A few months ago, when all this crazy dreaming started, I looked up a link-up that I remembered from a few years ago - The Red Dress Club. (Now its called Write On Edge.) Each week, they post a prompt, and you have a maximum of 500 words to tell a story based on that prompt. That very first week, the prompt reached out and grabbed me. It was perfect for the ideas I'd been toying with for so long. I spent two days working on my piece, agonizing over every word. Then, finally, I posted it to my blog, using a pen name because I was so afraid it would be bad, I didn't want my real name on it.

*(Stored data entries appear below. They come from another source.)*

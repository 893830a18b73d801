//! Database migration runner.

use sqlx::PgPool;
use tracing::info;

use forum_core::error::{AppError, ErrorKind};

/// Run all pending database migrations.
pub async fn run_migrations(pool: &PgPool) -> Result<(), AppError> {
    info!("Running database migrations...");

    sqlx::migrate!("../../migrations")
        .run(pool)
        .await
        .map_err(|e| {
            AppError::with_source(
                ErrorKind::Database,
                format!("Failed to run migrations: {e}"),
                e,
            )
        })?;

    info!("Database migrations completed successfully");
    Ok(())
}
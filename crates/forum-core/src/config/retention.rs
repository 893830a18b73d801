//! Ephemeral record retention windows.

use chrono::Duration;
use serde::{Deserialize, Serialize};

/// Per-kind retention windows for ephemeral records.
///
/// A record older than its kind's window is eligible for deletion on the
/// next maintenance sweep.
#[derive(Debug, Clone, Serialize, Deserialize)]
pub struct RetentionConfig {
    /// Presence pings: minutes.
    #[serde(default = "default_presence_ping_minutes")]
    pub presence_ping_minutes: u64,
    /// Audit entries: days.
    #[serde(default = "default_audit_entry_days")]
    pub audit_entry_days: u64,
    /// Transient messages: days.
    #[serde(default = "default_transient_message_days")]
    pub transient_message_days: u64,
}

impl RetentionConfig {
    /// Window for presence pings.
    pub fn presence_ping_window(&self) -> Duration {
        Duration::minutes(self.presence_ping_minutes as i64)
    }

    /// Window for audit entries.
    pub fn audit_entry_window(&self) -> Duration {
        Duration::days(self.audit_entry_days as i64)
    }

    /// Window for transient messages.
    pub fn transient_message_window(&self) -> Duration {
        Duration::days(self.transient_message_days as i64)
    }
}

impl Default for RetentionConfig {
    fn default() -> Self {
        Self {
            presence_ping_minutes: default_presence_ping_minutes(),
            audit_entry_days: default_audit_entry_days(),
            transient_message_days: default_transient_message_days(),
        }
    }
}

fn default_presence_ping_minutes() -> u64 {
    30
}

fn default_audit_entry_days() -> u64 {
    90
}

fn default_transient_message_days() -> u64 {
    7
}
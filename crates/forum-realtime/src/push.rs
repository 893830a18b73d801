//! Push-notification subsystem seam.

use std::sync::RwLock;

use tracing::info;

/// Credentials the push subsystem signs deliveries with.
#[derive(Debug, Clone)]
pub struct PushCredentials {
    /// Base64url public key, handed to subscribing clients.
    pub public_key: String,
    /// Base64url private key.
    pub private_key: String,
    /// Operator contact address.
    pub contact: String,
}

/// The push-notification collaborator.
///
/// Configured once at bootstrap with the provisioned key pair. When a
/// deployment cannot persist generated secrets, a restart configures a fresh
/// pair; subscriptions issued under the old keys stop validating and clients
/// re-subscribe against the new public key.
#[derive(Debug, Default)]
pub struct PushGateway {
    credentials: RwLock<Option<PushCredentials>>,
}

impl PushGateway {
    /// Create an unconfigured gateway.
    pub fn new() -> Self {
        Self::default()
    }

    /// Install signing credentials, replacing any previous pair.
    pub fn configure(&self, public_key: String, private_key: String, contact: String) {
        let mut slot = match self.credentials.write() {
            Ok(guard) => guard,
            Err(poisoned) => poisoned.into_inner(),
        };
        if slot.is_some() {
            info!("Push credentials replaced; existing subscriptions are invalidated");
        } else {
            info!("Push subsystem configured");
        }
        *slot = Some(PushCredentials {
            public_key,
            private_key,
            contact,
        });
    }

    /// Whether credentials are installed.
    pub fn is_configured(&self) -> bool {
        self.read().is_some()
    }

    /// The public key clients subscribe against.
    pub fn public_key(&self) -> Option<String> {
        self.read().map(|c| c.public_key.clone())
    }

    fn read(&self) -> Option<PushCredentials> {
        let guard = match self.credentials.read() {
            Ok(guard) => guard,
            Err(poisoned) => poisoned.into_inner(),
        };
        guard.clone()
    }
}

#[cfg(test)]
mod tests {
    use super::*;

    #[test]
    fn test_configure_replaces_credentials() {
        let gateway = PushGateway::new();
        assert!(!gateway.is_configured());

        gateway.configure("pk1".into(), "sk1".into(), "mailto:a@b".into());
        assert_eq!(gateway.public_key().as_deref(), Some("pk1"));

        gateway.configure("pk2".into(), "sk2".into(), "mailto:a@b".into());
        assert_eq!(gateway.public_key().as_deref(), Some("pk2"));
    }
}
//! Ephemeral record model.

use chrono::{DateTime, Utc};
use serde::{Deserialize, Serialize};

use forum_core::types::RecordId;

use super::kind::EphemeralKind;

/// A short-lived record (presence ping, audit entry, transient message).
///
/// Records are append-only; the maintenance sweep deletes them once they age
/// past their kind's retention window, comparing on `created_at`.
#[derive(Debug, Clone, Serialize, Deserialize)]
pub struct EphemeralRecord {
    /// Unique record identifier.
    pub id: RecordId,
    /// Record kind, selecting the retention window.
    pub kind: EphemeralKind,
    /// Kind-specific payload.
    pub payload: serde_json::Value,
    /// Creation timestamp the sweep predicate compares against.
    pub created_at: DateTime<Utc>,
}

impl EphemeralRecord {
    /// Create a record stamped at `now`.
    pub fn new(kind: EphemeralKind, payload: serde_json::Value, now: DateTime<Utc>) -> Self {
        Self {
            id: RecordId::new(),
            kind,
            payload,
            created_at: now,
        }
    }

    /// Whether the record has outlived the given retention cutoff.
    pub fn is_older_than(&self, cutoff: DateTime<Utc>) -> bool {
        self.created_at < cutoff
    }
}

When my phone dinged with the first comment, I seriously thought I might throw up. I stood in the middle of Walmart, gripping my phone and shaking. Turns out, the first comment was good. So was the second. So were the others. There were also suggestions for things I could do better, but overall the feedback I got was very encouraging. (You can read that very first post here: Bought. Just so you know, there's not much on this blog because I moved to Wordpress shortly after starting it.)
That was several months ago, and not much has changed. This huge dream still terrifies me. I still doubt myself every single day. I'm still terrified every time I finish a post and hit "publish." I'm still afraid of what people will think when they read it - I mean, let's face it, there's a pretty big dichotomy between writing a faith-based, working mom blog and writing about fictional detectives and serial killers.
I still wonder if this dream can become a reality. I still wonder if I can really see my books in print one day. I think of all the fantastic authors out there, all the great books I've read, and I wonder, "What am I thinking? There's no way I can write like that."
Then I remember the truth: this isn't my dream - it's His. It's a God-sized dream. It's something a whole lot bigger than me, from Someone a whole lot bigger than me. It's a dream that's been whispered to my heart for a very long time. I spent years thinking, "I wish I could do this," until God told me "It's time." He spoke to me, clear and strong, and confirmed it through more than one person. So I'm going to keep dreaming. Is it crazy? Yes. It's the craziest thing I've ever done. But I believe, deep down in my heart, that if God called me to this crazy dream, He's going to do things I could never do on my own.